● **AIM OF THE TASK**
Every record shown below is to be output exactly.

● **THE DATA**
use axum::{
    Json,
    extract::rejection::JsonRejection,
    http::StatusCode,
    response::{IntoResponse, Response},
};
use quickstart_core::{ValidationErrors, ViewSetError};
use serde_json::{Map, Value, json};
use std::fmt;

pub type AppResult<T> = Result<T, AppError>;

pub const MSG_NOT_FOUND: &str = "Not found.";
pub const MSG_VALIDATION_FAILED: &str = "Validation failed";

#[derive(Debug)]
pub struct AppError {
    pub status: StatusCode,
    pub message: String,
    /// Per-field messages for validation failures.
    pub fields: Option<ValidationErrors>,
}

impl AppError {
    pub fn new(status: StatusCode, message: impl Into<String>) -> Self {
        Self {
            status,
            message: message.into(),
            fields: None,
        }
    }

    pub fn internal(message: impl Into<String>) -> Self {
        Self::new(StatusCode::INTERNAL_SERVER_ERROR, message)
    }

    pub fn not_found(message: impl Into<String>) -> Self {
        Self::new(StatusCode::NOT_FOUND, message)
    }

    pub fn validation(errors: ValidationErrors) -> Self {
        Self {
            status: StatusCode::BAD_REQUEST,
            message: MSG_VALIDATION_FAILED.to_string(),
            fields: Some(errors),
        }
    }
}

impl fmt::Display for AppError {
    fn fmt(&self, f: &mut fmt::Formatter<'_>) -> fmt::Result {
        write!(f, "{}", self.message)
    }
}

impl std::error::Error for AppError {}

impl IntoResponse for AppError {
    fn into_response(self) -> Response {
        let mut error = Map::new();
        error.insert("message".into(), Value::String(self.message));
        error.insert("status".into(), json!(self.status.as_u16()));
        if let Some(fields) = self.fields {
            error.insert("fields".into(), json!(fields));
        }

        (self.status, Json(json!({ "error": error }))).into_response()
    }
}

impl From<ViewSetError> for AppError {
    fn from(err: ViewSetError) -> Self {
        match err {
            ViewSetError::Validation(errors) => Self::validation(errors),
            ViewSetError::NotFound => Self::not_found(MSG_NOT_FOUND),
            // Already logged where the storage call failed.
            ViewSetError::Storage(_) => Self::internal("Storage operation failed"),
        }
    }
}

impl From<JsonRejection> for AppError {
    fn from(rejection: JsonRejection) -> Self {
        Self::new(rejection.status(), rejection.body_text())
    }
}

#[cfg(test)]
mod tests {
    use super::*;
    use axum::body::to_bytes;
    use quickstart_core::StoreError;

    async fn body_json(error: AppError) -> (StatusCode, Value) {
        let response = error.into_response();
        let status = response.status();
        let bytes = to_bytes(response.into_body(), usize::MAX).await.unwrap();
        (status, serde_json::from_slice(&bytes).unwrap())
    }

    #[tokio::test]
    async fn validation_errors_carry_field_messages() {
        let errors = ValidationErrors::single("username", "This field is required.");
        let (status, body) = body_json(ViewSetError::Validation(errors).into()).await;

        assert_eq!(status, StatusCode::BAD_REQUEST);
        assert_eq!(
            body,
            json!({
                "error": {
                    "message": "Validation failed",
                    "status": 400,
                    "fields": {"username": ["This field is required."]}
                }
            })
        );
    }

    #[tokio::test]
    async fn not_found_has_no_fields() {
        let (status, body) = body_json(ViewSetError::NotFound.into()).await;
        assert_eq!(status, StatusCode::NOT_FOUND);
        assert_eq!(body, json!({"error": {"message": "Not found.", "status": 404}}));
    }

    #[tokio::test]
    async fn storage_failures_hide_details() {
        let err = ViewSetError::Storage(StoreError::Internal("password=hunter2".into()));
        let (status, body) = body_json(err.into()).await;

        assert_eq!(status, StatusCode::INTERNAL_SERVER_ERROR);
        assert!(!body.to_string().contains("hunter2"));
    }
}
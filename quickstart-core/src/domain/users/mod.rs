//! The users resource: the stored document, its two-field wire mapping and
//! the CRUD controller binding the two together.

pub mod serializer;
pub mod user;
pub mod viewset;
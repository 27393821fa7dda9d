//! Adapters implementing the repository ports.

/// Process-local backend
pub mod memory;
/// JSONB document backend
pub mod postgres;
//! In-memory collections for development and tests.

/// `Vec`-backed user collection
pub mod users;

● **RESPONSE AREA**
use axum::{
    Json,
    extract::rejection::JsonRejection,
    http::StatusCode,
    response::{IntoResponse, Response},
};
use quickstart_core::{ValidationErrors, ViewSetError};
use serde_json::{Map, Value, json};
use std::fmt;

pub type AppResult<T> = Result<T, AppError>;

pub const MSG_NOT_FOUND: &str = "Not found.";
pub const MSG_VALIDATION_FAILED: &str = "Validation failed";

#[derive(Debug)]
pub struct AppError {
    pub status: StatusCode,
    pub message: String,
    /// Per-field messages for validation failures.
    pub fields: Option<ValidationErrors>,
}

impl AppError {
    pub fn new(status: StatusCode, message: impl Into<String>) -> Self {
        Self {
            status,
            message: message.into(),
            fields: None,
        }
    }

    pub fn internal(message: impl Into<String>) -> Self {
        Self::new(StatusCode::INTERNAL_SERVER_ERROR, message)
    }

    pub fn not_found(message: impl Into<String>) -> Self {
        Self::new(StatusCode::NOT_FOUND, message)
    }

    pub fn validation(errors: ValidationErrors) -> Self {
        Self {
            status: StatusCode::BAD_REQUEST,
            message: MSG_VALIDATION_FAILED.to_string(),
            fields: Some(errors),
        }
    }
}

impl fmt::Display for AppError {
    fn fmt(&self, f: &mut fmt::Formatter<'_>) -> fmt::Result {
        write!(f, "{}", self.message)
    }
}

impl std::error::Error for AppError {}

impl IntoResponse for AppError {
    fn into_response(self) -> Response {
        let mut error = Map::new();
        error.insert("message".into(), Value::String(self.message));
        error.insert("status".into(), json!(self.status.as_u16()));
        if let Some(fields) = self.fields {
            error.insert("fields".into(), json!(fields));
        }

        (self.status, Json(json!({ "error": error }))).into_response()
    }
}

impl From<ViewSetError> for AppError {
    fn from(err: ViewSetError) -> Self {
        match err {
            ViewSetError::Validation(errors) => Self::validation(errors),
            ViewSetError::NotFound => Self::not_found(MSG_NOT_FOUND),
            // Already logged where the storage call failed.
            ViewSetError::Storage(_) => Self::internal("Storage operation failed"),
        }
    }
}

impl From<JsonRejection> for AppError {
    fn from(rejection: JsonRejection) -> Self {
        Self::new(rejection.status(), rejection.body_text())
    }
}

#[cfg(test)]
mod tests {
    use super::*;
    use axum::body::to_bytes;
    use quickstart_core::StoreError;

    async fn body_json(error: AppError) -> (StatusCode, Value) {
        let response = error.into_response();
        let status = response.status();
        let bytes = to_bytes(response.into_body(), usize::MAX).await.unwrap();
        (status, serde_json::from_slice(&bytes).unwrap())
    }

    #[tokio::test]
    async fn validation_errors_carry_field_messages() {
        let errors = ValidationErrors::single("username", "This field is required.");
        let (status, body) = body_json(ViewSetError::Validation(errors).into()).await;

        assert_eq!(status, StatusCode::BAD_REQUEST);
        assert_eq!(
            body,
            json!({
                "error": {
                    "message": "Validation failed",
                    "status": 400,
                    "fields": {"username": ["This field is required."]}
                }
            })
        );
    }

    #[tokio::test]
    async fn not_found_has_no_fields() {
        let (status, body) = body_json(ViewSetError::NotFound.into()).await;
        assert_eq!(status, StatusCode::NOT_FOUND);
        assert_eq!(body, json!({"error": {"message": "Not found.", "status": 404}}));
    }

    #[tokio::test]
    async fn storage_failures_hide_details() {
        let err = ViewSetError::Storage(StoreError::Internal("password=hunter2".into()));
        let (status, body) = body_json(err.into()).await;

        assert_eq!(status, StatusCode::INTERNAL_SERVER_ERROR);
        assert!(!body.to_string().contains("hunter2"));
    }
}
filename quickstart-core/src/domain/users/mod.rs
//! The users resource: the stored document, its two-field wire mapping and
//! the CRUD controller binding the two together.

pub mod serializer;
pub mod user;
pub mod viewset;
repository 27393821fa7dda9d
//! Adapters implementing the repository ports.

/// Process-local backend
pub mod memory;
/// JSONB document backend
pub mod postgres;
//! In-memory collections for development and tests.

/// `Vec`-backed user collection
pub mod users;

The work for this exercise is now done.